= United States Senate Appropriations Subcommittee on Transportation, Housing and Urban Development, and Related Agencies =

The U.S. Senate Appropriations Subcommittee on Transportation, Housing and Urban Development, and Related Agencies (THUD, informally) is one of twelve subcommittees of the U.S. Senate Committee on Appropriations. It was formerly known as the Subcommittee on Transportation, Treasury, the Judiciary, Housing and Urban Development, and Related Agencies, but responsibility for Treasury and Judiciary funding was transferred to the Subcommittee on Financial Services and General Government in 2007. The United States Senate Committee on Appropriations has joint jurisdiction with the United States House Committee on Appropriations over all appropriations bills in the United States Congress. Each committee has 12 matching subcommittees, each of which is tasked with working on one of the twelve annual regular appropriations bills. This subcommittee has jurisdiction over the budget for the United States Department of Transportation and the United States Department of Housing and Urban Development.

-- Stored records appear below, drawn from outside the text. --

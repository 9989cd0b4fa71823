//! riskscan: screen an entity from the command line.

use std::path::PathBuf;

use clap::{CommandFactory, Parser, Subcommand};
use clap_complete::Shell;
use serde::Serialize;

use riskscan::{EngineConfig, ScreeningEngine, SearchRequest};

#[derive(Parser)]
#[command(
    name = "riskscan",
    about = "Screen a business entity against offshore leaks, debarred firms, and sanctions lists",
    version
)]
struct Cli {
    /// Log level (trace, debug, info, warn, error).
    #[arg(long, global = true, default_value = "info")]
    log_level: String,

    /// Overall deadline for one screening call, in seconds.
    #[arg(long, global = true)]
    deadline_secs: Option<u64>,

    /// Chromium binary used for the World Bank grid.
    /// Also reads RISKSCAN_CHROMIUM_PATH.
    #[arg(long, global = true)]
    chromium_path: Option<PathBuf>,

    /// Pretty-print the JSON output.
    #[arg(long, global = true)]
    pretty: bool,

    #[command(subcommand)]
    command: Commands,
}

#[derive(Subcommand)]
enum Commands {
    /// Screen against all three sources concurrently.
    All {
        /// Entity name to search for.
        entity: String,

        /// OFAC fuzzy match score, 0-100 (default 100).
        #[arg(long, value_parser = clap::value_parser!(u8).range(0..=100))]
        score: Option<u8>,
    },

    /// Search the offshore leaks database.
    Offshore {
        /// Entity name to search for.
        entity: String,
    },

    /// Search the World Bank debarred firms list.
    Worldbank {
        /// Entity name to search for.
        entity: String,
    },

    /// Search the OFAC sanctions list.
    Ofac {
        /// Entity name to search for.
        entity: String,

        /// Fuzzy match score, 0-100 (default 100).
        #[arg(long, value_parser = clap::value_parser!(u8).range(0..=100))]
        score: Option<u8>,
    },

    /// Generate shell completion scripts.
    ///
    /// Examples:
    ///   riskscan completions bash > ~/.local/share/bash-completion/completions/riskscan
    ///   riskscan completions zsh > ~/.zfunc/_riskscan
    Completions {
        /// Shell type (bash, zsh, fish, powershell, elvish).
        shell: Shell,
    },
}

fn request(entity: String, score: Option<u8>) -> anyhow::Result<SearchRequest> {
    if entity.trim().is_empty() {
        anyhow::bail!("entity name must not be empty");
    }
    let request = SearchRequest::new(entity);
    Ok(match score {
        Some(score) => request.with_match_score(score),
        None => request,
    })
}

fn build_engine(config: &EngineConfig) -> anyhow::Result<ScreeningEngine> {
    let engine = ScreeningEngine::new(config)?;
    tracing::debug!("deadline {}s", engine.deadline().as_secs());
    Ok(engine)
}

fn print_json<T: Serialize>(value: &T, pretty: bool) -> anyhow::Result<()> {
    let out = if pretty {
        serde_json::to_string_pretty(value)?
    } else {
        serde_json::to_string(value)?
    };
    println!("{out}");
    Ok(())
}

#[tokio::main]
async fn main() -> anyhow::Result<()> {
    let cli = Cli::parse();

    let filter = tracing_subscriber::EnvFilter::try_from_default_env()
        .unwrap_or_else(|_| tracing_subscriber::EnvFilter::new(&cli.log_level));

    tracing_subscriber::fmt()
        .with_env_filter(filter)
        .with_writer(std::io::stderr)
        .init();

    // Flags take precedence over RISKSCAN_* variables.
    let mut config = EngineConfig::from_env();
    if let Some(secs) = cli.deadline_secs {
        config.request_deadline_ms = secs * 1000;
    }
    if let Some(path) = cli.chromium_path {
        config.worldbank.chromium_path = Some(path);
    }

    match cli.command {
        Commands::All { entity, score } => {
            let engine = build_engine(&config)?;
            let report = engine.scrape_all(&request(entity, score)?).await;
            print_json(&report, cli.pretty)?;
        }
        Commands::Offshore { entity } => {
            let engine = build_engine(&config)?;
            let result = engine.scrape_offshore(&request(entity, None)?).await;
            print_json(&result, cli.pretty)?;
        }
        Commands::Worldbank { entity } => {
            let engine = build_engine(&config)?;
            let result = engine.scrape_worldbank(&request(entity, None)?).await;
            print_json(&result, cli.pretty)?;
        }
        Commands::Ofac { entity, score } => {
            let engine = build_engine(&config)?;
            let result = engine.scrape_ofac(&request(entity, score)?).await;
            print_json(&result, cli.pretty)?;
        }
        Commands::Completions { shell } => {
            let mut cmd = Cli::command();
            clap_complete::generate(shell, &mut cmd, "riskscan", &mut std::io::stdout());
        }
    }

    Ok(())
}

==Appropriations process==

Traditionally, after a federal budget for the upcoming fiscal year has been passed, the appropriations subcommittees receive information about what the budget sets as their spending ceilings. This is called "302(b) allocations" after section 302(b) of the Congressional Budget Act of 1974. That amount is separated into smaller amounts for each of the twelve Subcommittees. The federal budget does not become law and is not signed by the President. Instead, it is guide for the House and the Senate in making appropriations and tax decisions. However, no budget is required and each chamber has procedures in place for what to do without one. The House and Senate now consider appropriations bills simultaneously, although originally the House went first. The House Committee on Appropriations usually reports the appropriations bills in May and June and the Senate in June. Any differences between appropriations bills passed by the House and the Senate are resolved in the fall.

==Appropriations bills==

An appropriations bill is a bill that appropriates (gives to, sets aside for) money to specific federal government departments, agencies, and programs. The money provides funding for operations, personnel, equipment, and activities. Regular appropriations bills are passed annually, with the funding they provide covering one fiscal year. The fiscal year is the accounting period of the federal government, which runs from October 1 to September 30 of the following year.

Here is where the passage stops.